为了理解当今的现象,必须充分掌握其在历史和空间上的厚度。
——题记
在研究观察世界时,我们往往缺乏跨文化视野。西方的理性主义必须回归到自身,超越克服自己的诸多盲点,以便让自身与其他文化进行有效的沟通。即通过自我批判和自我转化的力量,把他者和异己,转化为可理解之物。
欧洲当代哲学对全球化历史情境的体认,仍然相当薄弱。西方学者普遍认为中国的传统思想有趣,而现代的中国思想无趣。用西方出现的唯心论、唯物论、生命哲学、现象学、诠释学、心灵哲学、解构主义、后结构主义都无法解释今日之中国。
新儒家一直在思考中国文化的本质,他们认为真正的智慧产生于忧患。如果中国文化的生命和精神得不到正当的寄托和安顿,那将是全人类的损失。中国的精神和生命的核心在中国人的思想和哲学之中。
中国哲学中的心性之学以人的内在超越性为出发点,认为天人合一的理想内在于心,这可以让人的个体生命的有限实在朝着无限去超越,去跃升。面对传统与现代,我们不仅要学习借鉴西方文化中好的事物,更要具备让传统文化与现代文化和解的能力。
对待外来文化不可全盘接受,也不可完全置之不理。前者容易导致同化,而后者将导致夜郎自大。好的方式是,创新地吸收西方文化的成就,然后转化为中国文化的因子。中国传统文化中虽然缺乏西方式的民主与科学,导致了近现代的屈辱和技术落后,但不能就此断定说,中国文化是反科学的。
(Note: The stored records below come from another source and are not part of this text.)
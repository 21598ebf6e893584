//! Vector index trait.

use async_trait::async_trait;

use crate::document::{Chunk, SearchResult};
use crate::error::Result;

/// A storage backend holding named collections of embedded chunks and
/// answering nearest-neighbor queries.
///
/// Collections come into existence on the first successful upsert, sized to
/// the dimension of the first inserted vector; this core never deletes them.
/// Implementations must tolerate concurrent upserts and searches, including
/// to the same collection.
#[async_trait]
pub trait VectorStore: Send + Sync {
    /// Upsert chunks into a collection, creating the collection on first use
    /// with the dimension of the first chunk's embedding.
    ///
    /// Upserting a chunk whose ID already exists overwrites the stored entry.
    ///
    /// # Errors
    ///
    /// Returns [`RagError::Store`](crate::RagError::Store) on a dimension
    /// mismatch or a backend failure.
    async fn upsert(&self, collection: &str, chunks: &[Chunk]) -> Result<()>;

    /// Return the `top_k` chunks most similar to `embedding`, in the index's
    /// native ranking order (highest similarity first, ties stable by
    /// insertion order).
    ///
    /// An absent or empty collection yields an empty result, not an error.
    async fn search(
        &self,
        collection: &str,
        embedding: &[f32],
        top_k: usize,
    ) -> Result<Vec<SearchResult>>;
}
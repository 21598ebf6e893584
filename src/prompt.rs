//! Prompt assembly under a context budget.

use crate::document::SearchResult;
use crate::error::{RagError, Result};

/// The fixed system instruction placed at the top of every prompt.
pub const SYSTEM_PREAMBLE: &str =
    "You are a helpful assistant answering using only the provided context.";

/// Assembles a system/context/question prompt from retrieved chunks.
///
/// Pure: no side effects, no network access. Retrieved chunk texts are
/// joined by blank lines in the order given (highest similarity first),
/// between the system preamble and the literal question. If the assembled
/// prompt would exceed the character budget, lowest-similarity chunks are
/// dropped whole from the tail until it fits; chunks are never cut
/// mid-text.
#[derive(Debug, Clone)]
pub struct PromptComposer {
    preamble: String,
}

impl Default for PromptComposer {
    fn default() -> Self {
        Self { preamble: SYSTEM_PREAMBLE.to_string() }
    }
}

impl PromptComposer {
    /// Create a composer with the default [`SYSTEM_PREAMBLE`].
    pub fn new() -> Self {
        Self::default()
    }

    /// Replace the system preamble.
    pub fn with_preamble(mut self, preamble: impl Into<String>) -> Self {
        self.preamble = preamble.into();
        self
    }

    /// Assemble a prompt from `retrieved` context and the question, at most
    /// `budget` characters long.
    ///
    /// # Errors
    ///
    /// Returns [`RagError::InvalidConfiguration`] if the budget is zero or
    /// cannot hold even the context-free prompt.
    pub fn compose(
        &self,
        retrieved: &[SearchResult],
        question: &str,
        budget: usize,
    ) -> Result<String> {
        if budget == 0 {
            return Err(RagError::InvalidConfiguration(
                "prompt budget must be greater than zero".to_string(),
            ));
        }

        // Drop lowest-similarity (tail) chunks until the prompt fits.
        for keep in (0..=retrieved.len()).rev() {
            let prompt = self.assemble(&retrieved[..keep], question);
            if prompt.chars().count() <= budget {
                return Ok(prompt);
            }
        }

        Err(RagError::InvalidConfiguration(format!(
            "prompt budget ({budget}) cannot hold the system preamble and question"
        )))
    }

    fn assemble(&self, retrieved: &[SearchResult], question: &str) -> String {
        let mut sections = Vec::with_capacity(retrieved.len() + 2);
        sections.push(self.preamble.as_str());
        for result in retrieved {
            sections.push(result.text.as_str());
        }
        sections.push(question);
        sections.join("\n\n")
    }
}

#[cfg(test)]
mod tests {
    use std::collections::HashMap;

    use super::*;

    fn result(text: &str, score: f32) -> SearchResult {
        SearchResult { text: text.to_string(), score, metadata: HashMap::new() }
    }

    #[test]
    fn preamble_context_question_in_order() {
        let composer = PromptComposer::new();
        let retrieved = vec![result("cardiology ward", 0.9), result("visiting hours", 0.7)];
        let prompt = composer.compose(&retrieved, "What departments exist?", 1000).unwrap();
        assert_eq!(
            prompt,
            format!("{SYSTEM_PREAMBLE}\n\ncardiology ward\n\nvisiting hours\n\nWhat departments exist?")
        );
    }

    #[test]
    fn over_budget_drops_tail_chunks_first() {
        let composer = PromptComposer::new().with_preamble("ctx:");
        let retrieved = vec![result("best", 0.9), result("worse", 0.5)];
        // Budget fits preamble + first chunk + question but not both chunks.
        let full = composer.compose(&retrieved, "q", 1000).unwrap();
        let budget = full.chars().count() - 1;
        let prompt = composer.compose(&retrieved, "q", budget).unwrap();
        assert!(prompt.contains("best"));
        assert!(!prompt.contains("worse"));
        assert!(prompt.chars().count() <= budget);
    }

    #[test]
    fn never_exceeds_budget() {
        let composer = PromptComposer::new().with_preamble("p");
        let retrieved: Vec<SearchResult> =
            (0..10).map(|i| result(&"x".repeat(50), 1.0 - i as f32 * 0.05)).collect();
        for budget in [10, 60, 200, 600] {
            let prompt = composer.compose(&retrieved, "why?", budget).unwrap();
            assert!(prompt.chars().count() <= budget, "budget {budget} exceeded");
        }
    }

    #[test]
    fn budget_too_small_for_question_is_invalid() {
        let composer = PromptComposer::new();
        let err = composer.compose(&[], "a long enough question", 5).unwrap_err();
        assert!(matches!(err, RagError::InvalidConfiguration(_)));
    }

    #[test]
    fn zero_budget_is_invalid() {
        let composer = PromptComposer::new();
        let err = composer.compose(&[], "q", 0).unwrap_err();
        assert!(matches!(err, RagError::InvalidConfiguration(_)));
    }

    #[test]
    fn budget_counts_characters_not_bytes() {
        let composer = PromptComposer::new().with_preamble("序");
        // "序\n\n問" is 4 chars but 8 bytes.
        let prompt = composer.compose(&[], "問", 4).unwrap();
        assert_eq!(prompt.chars().count(), 4);
    }
}
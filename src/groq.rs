//! Groq completion model using the OpenAI-compatible chat completions API.
//!
//! This module is only available when the `groq` feature is enabled.

use async_stream::try_stream;
use async_trait::async_trait;
use eventsource_stream::Eventsource;
use futures::StreamExt;
use serde::{Deserialize, Serialize};
use tracing::{debug, error};

use crate::completion::{CompletionFragment, CompletionModel, CompletionStream};
use crate::error::{RagError, Result};

/// The Groq chat completions endpoint.
const GROQ_CHAT_URL: &str = "https://api.groq.com/openai/v1/chat/completions";

/// The default Groq-hosted model.
const DEFAULT_MODEL: &str = "llama-3.3-70b-versatile";

/// A [`CompletionModel`] backed by Groq's OpenAI-compatible API.
///
/// Sends the assembled prompt as a single user message with `stream: true`
/// and forwards each server-sent-event delta as a [`CompletionFragment`].
/// The fragment carrying the backend's finish reason (or the `[DONE]`
/// sentinel) is marked final. Dropping the returned stream aborts the HTTP
/// response body, which is how cancellation releases the connection.
///
/// # Example
///
/// ```rust,ignore
/// use ragline::groq::GroqCompletionModel;
///
/// let model = GroqCompletionModel::from_env()?;
/// let mut stream = model.stream("Say hello.").await?;
/// ```
pub struct GroqCompletionModel {
    client: reqwest::Client,
    api_key: String,
    model: String,
    temperature: f32,
    max_tokens: u32,
}

impl GroqCompletionModel {
    /// Create a new model with the given API key and defaults
    /// (`llama-3.3-70b-versatile`, temperature 0.5, 1024 max tokens).
    pub fn new(api_key: impl Into<String>) -> Result<Self> {
        let api_key = api_key.into();
        if api_key.is_empty() {
            return Err(RagError::Completion(
                "Groq: API key must not be empty".to_string(),
            ));
        }

        Ok(Self {
            client: reqwest::Client::new(),
            api_key,
            model: DEFAULT_MODEL.to_string(),
            temperature: 0.5,
            max_tokens: 1024,
        })
    }

    /// Create a new model using the `GROQ_API_KEY` environment variable.
    pub fn from_env() -> Result<Self> {
        let api_key = std::env::var("GROQ_API_KEY").map_err(|_| {
            RagError::Completion("Groq: GROQ_API_KEY environment variable not set".to_string())
        })?;
        Self::new(api_key)
    }

    /// Set the model name.
    pub fn with_model(mut self, model: impl Into<String>) -> Self {
        self.model = model.into();
        self
    }

    /// Set the sampling temperature.
    pub fn with_temperature(mut self, temperature: f32) -> Self {
        self.temperature = temperature;
        self
    }

    /// Set the maximum number of generated tokens.
    pub fn with_max_tokens(mut self, max_tokens: u32) -> Self {
        self.max_tokens = max_tokens;
        self
    }
}

// ── Groq API request/response types ────────────────────────────────

#[derive(Serialize)]
struct ChatRequest<'a> {
    model: &'a str,
    messages: [Message<'a>; 1],
    temperature: f32,
    max_tokens: u32,
    stream: bool,
}

#[derive(Serialize)]
struct Message<'a> {
    role: &'a str,
    content: &'a str,
}

#[derive(Deserialize)]
struct ChatChunk {
    #[serde(default)]
    choices: Vec<Choice>,
}

#[derive(Deserialize)]
struct Choice {
    #[serde(default)]
    delta: Delta,
    #[serde(default)]
    finish_reason: Option<String>,
}

#[derive(Deserialize, Default)]
struct Delta {
    #[serde(default)]
    content: Option<String>,
}

#[derive(Deserialize)]
struct ErrorResponse {
    error: ErrorDetail,
}

#[derive(Deserialize)]
struct ErrorDetail {
    message: String,
}

// ── CompletionModel implementation ─────────────────────────────────

#[async_trait]
impl CompletionModel for GroqCompletionModel {
    fn name(&self) -> &str {
        &self.model
    }

    async fn stream(&self, prompt: &str) -> Result<CompletionStream> {
        debug!(provider = "Groq", model = %self.model, prompt_len = prompt.len(), "opening completion stream");

        let request_body = ChatRequest {
            model: &self.model,
            messages: [Message { role: "user", content: prompt }],
            temperature: self.temperature,
            max_tokens: self.max_tokens,
            stream: true,
        };

        let response = self
            .client
            .post(GROQ_CHAT_URL)
            .bearer_auth(&self.api_key)
            .json(&request_body)
            .send()
            .await
            .map_err(|e| {
                error!(provider = "Groq", error = %e, "request failed");
                RagError::Completion(format!("Groq: request failed: {e}"))
            })?;

        if !response.status().is_success() {
            let status = response.status();
            let body = response.text().await.unwrap_or_default();
            let detail = serde_json::from_str::<ErrorResponse>(&body)
                .map(|e| e.error.message)
                .unwrap_or(body);

            error!(provider = "Groq", %status, "API error");
            return Err(RagError::Completion(format!("Groq: API returned {status}: {detail}")));
        }

        let mut events = response.bytes_stream().eventsource();
        let stream = try_stream! {
            while let Some(event) = events.next().await {
                let event = event.map_err(|e| {
                    RagError::Completion(format!("Groq: stream error: {e}"))
                })?;

                if event.data == "[DONE]" {
                    yield CompletionFragment::last("");
                    break;
                }

                let chunk: ChatChunk = serde_json::from_str(&event.data).map_err(|e| {
                    RagError::Completion(format!("Groq: malformed stream chunk: {e}"))
                })?;

                let Some(choice) = chunk.choices.into_iter().next() else {
                    continue;
                };
                let text = choice.delta.content.unwrap_or_default();
                if choice.finish_reason.is_some() {
                    yield CompletionFragment::last(text);
                    break;
                }
                if !text.is_empty() {
                    yield CompletionFragment::delta(text);
                }
            }
        };

        Ok(Box::pin(stream))
    }
}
有批判家认为中国传统思想过于强调道德实践和个人内在修养,这可能会引起道德主体的寂寞与干枯,缺乏与外界的沟通与磨合,丧失对客观世界的接触和研究。由此造成中国哲学中科学精神的缺乏,而实用技术知识由于君权的存在也无法得到扩展。
对待西方文化或外来文化,要批判性地学习和借鉴。
对于中国的崛起,很多国家看到的只是经济的竞争,政治权力的斗争,感到的只是中国威胁和挑战了他们,这样的看待方式和视野很狭隘,不利于全球问题的共同处理以及今后的合作与发展。
中国文化非常重视人的修养功夫,即内在的道德境界和精神修持。但与康德所说的形而上不同,中国文化中的修养哲学重视的是日常人伦,是人的内在超越,而非形而上的精神唯心。
中国文化把内在的心视为或等同于天理,认为公道自在人心。而王阳明直接提出,心外无理,心外无物,心即理。
而比王阳明更早的朱熹则是如此建立自己的哲学体系的。
朱熹对世界的思考
学者认为朱熹的形而上学理性体系中,存在着宇宙的两种力量,一种是鬼,一种是神。前者是否定性的力量,而神代表一种伸展性的肯定,是人精神内核的终极理想。
在朱熹的神世界中,宇宙万物在自然的规划下运行不怠。神在他那里有三种意义,第一种是自然神。第二种带有明显的神秘色彩,尤其是那些难以理解的神秘现象。第三种指传统上可以供人祈祷和祭祀,并能在心灵上产生回应的人之灵气。需要注意的是,朱熹认为人体具有轻灵而正面、不断上升的阳气,这是人的精魂。而那些浑浊而沉重的魂魄则是被动的,只能向下。
他说,但有子孙之阳气在,祖辈便在。只有恰当的嫡系后代才能感受到祖先的魂灵。
在对待鬼神说方面,朱熹违反了经典的基本原则,为了实际的考量和世俗中的制约,就改造了人们原来心中的理,使得理更适应当时的时代。
朱熹坚信死去的人的后代应该保持虔诚而敬畏的心,以便能够与祖先散去的“魂”互相感应,并将其感召回来享用祭祀。他自己也坦承由于某些人的祠堂所在山川获得的灵气,使得某些人可以与神、佛相感通。
祭祀或回报,就是一个人所感谢的既是圣人,又是先祖的魂灵。
朱熹认为如果一个人对孔子之灵的接近必须基于学,通过这样的方式,个人能够沉思孔子之灵的“气”。